Having run into a forum of former Rama students, some 
of whom walked away from him and others who hung in
there until the end, and had him walk away from them,
I've been reading some of their Walking Away stories
lately. The moments in which the long strange trip that
was studying with Rama ended for them. "Angie" struck 
me as an appropriate soundtrack for many of these 
heartfelt stories.

There is a bittersweet quality about the moment of 
Walking Away. Such moments have that quality whether
you are walking away from a long-time lover or walking
away from a long-time spiritual teacher. I think that 
Jagger and Richards did an admirable job of capturing
the poignancy of such mutual walking away moments. 

http://www.youtube.com/watch?v=JMkFjYRWM4M

> Oh, I am soooo not special. I flunked the test. Take pity 
> upon my wretched mundane soul*.

Don't be such a drama queen. No such putdown was ever
intended, nor do I think it even existed.
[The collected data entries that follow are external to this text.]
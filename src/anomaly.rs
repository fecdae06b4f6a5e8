//! Closed-form conversions between the mean, eccentric and true anomalies.
//!
//! None of these functions iterate; the only numerical inversion in the
//! crate (mean anomaly to eccentric anomaly) lives in [`crate::solvers`].
//!
//! Every function here takes the eccentricity and picks the regime itself:
//! `e < 1` is treated as elliptic, anything else as hyperbolic. For
//! hyperbolic orbits, "eccentric anomaly" means the hyperbolic anomaly `H`.
//!
//! # Parabolic Support
//! None. An eccentricity of exactly 1 produces non-finite values; see
//! [`OrbitalElements::new`][crate::OrbitalElements::new] for how the crate
//! keeps that value out of its element sets.

/// Gets the eccentric anomaly at a given true anomaly.
///
/// Uses the half-angle relation
/// `tan(E / 2) = tan(f / 2) / sqrt((1 + e) / |1 - e|)`, then `atan`
/// (elliptic) or `atanh` (hyperbolic) of the ratio, doubled.
///
/// For elliptic orbits the result is in `(-π, π]`.
/// For hyperbolic orbits the true anomaly must lie strictly between the
/// asymptote angles, or the result is NaN.
///
/// # Example
/// ```
/// use conic_sim::anomaly::eccentric_anomaly_at_true_anomaly;
///
/// // Circular orbits have all anomalies equal
/// let e = eccentric_anomaly_at_true_anomaly(1.2, 0.0);
/// assert!((e - 1.2).abs() < 1e-12);
/// ```
pub fn eccentric_anomaly_at_true_anomaly(true_anomaly: f64, eccentricity: f64) -> f64 {
    let ratio = (true_anomaly * 0.5).tan()
        / ((1.0 + eccentricity) / (1.0 - eccentricity).abs()).sqrt();

    if eccentricity < 1.0 {
        2.0 * ratio.atan()
    } else {
        2.0 * ratio.atanh()
    }
}

/// Gets the true anomaly at a given eccentric (or hyperbolic) anomaly.
///
/// Computed with `atan2` of the scaled half-angle terms instead of a
/// single-argument inverse, so the quadrant is kept over the whole range:
///
/// - elliptic: `f = 2 atan2(sqrt(1 + e) sin(E / 2), sqrt(1 - e) cos(E / 2))`
/// - hyperbolic: `f = 2 atan2(sqrt(e + 1) sinh(H / 2), sqrt(e - 1) cosh(H / 2))`
///
/// The result is in `(-π, π]` and does not keep the whole turns of `E`.
pub fn true_anomaly_at_eccentric_anomaly(eccentric_anomaly: f64, eccentricity: f64) -> f64 {
    let half = eccentric_anomaly * 0.5;
    let y_mult = (1.0 + eccentricity).sqrt();
    let x_mult = (1.0 - eccentricity).abs().sqrt();

    let (y, x) = if eccentricity < 1.0 {
        let (sin, cos) = half.sin_cos();
        (y_mult * sin, x_mult * cos)
    } else {
        (y_mult * half.sinh(), x_mult * half.cosh())
    };

    2.0 * y.atan2(x)
}

/// Gets the mean anomaly at a given eccentric (or hyperbolic) anomaly.
///
/// This is the forward map of Kepler's equation and needs no iteration.
#[inline]
pub fn mean_anomaly_at_eccentric_anomaly(eccentric_anomaly: f64, eccentricity: f64) -> f64 {
    if eccentricity < 1.0 {
        mean_anomaly_at_elliptic_eccentric_anomaly(eccentric_anomaly, eccentricity)
    } else {
        mean_anomaly_at_hyperbolic_eccentric_anomaly(eccentric_anomaly, eccentricity)
    }
}

/// `M = E - e sin(E)`
#[inline]
pub fn mean_anomaly_at_elliptic_eccentric_anomaly(eccentric_anomaly: f64, eccentricity: f64) -> f64 {
    eccentric_anomaly - eccentricity * eccentric_anomaly.sin()
}

/// `M = e sinh(H) - H`
#[inline]
pub fn mean_anomaly_at_hyperbolic_eccentric_anomaly(
    hyperbolic_anomaly: f64,
    eccentricity: f64,
) -> f64 {
    eccentricity * hyperbolic_anomaly.sinh() - hyperbolic_anomaly
}

/// Gets the mean anomaly at a given true anomaly.
///
/// Shorthand for going through the eccentric anomaly.
pub fn mean_anomaly_at_true_anomaly(true_anomaly: f64, eccentricity: f64) -> f64 {
    mean_anomaly_at_eccentric_anomaly(
        eccentric_anomaly_at_true_anomaly(true_anomaly, eccentricity),
        eccentricity,
    )
}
Some hear
a rock song and it has no meaning or emotional loading
for them; some hear it and it clicks a circuit on in
their brains and unlocks a set of memories and emotions
for them. No harm, no foul either way IMO. I mean, there
are probably people on this forum who cannot comprehend
why I don't get all choked up and emotional and bhaktified
when I hear Paul McCartney's "Cosmically Conscious." They 
can hear something special in the song, something that 
makes it meaningful to them. I cannot. So even if the 
putdown you imagined were true, in this case I'm the 
person who is not "special."  :-)

http://www.youtube.com/watch?v=Wz8ZNtoCHrI

Then again, "Cosmically Conscious" has gotten 44,144
hits on YouTube. The two versions of "Angie" on YouTube
have gotten 15,293,646. Which of those numbers in your 
opinion indicates "specialness" and which does not?

See? Does not compute. It's not quantifiable. You either 
groove with a song or you don't. Being special has nothing 
to do with it.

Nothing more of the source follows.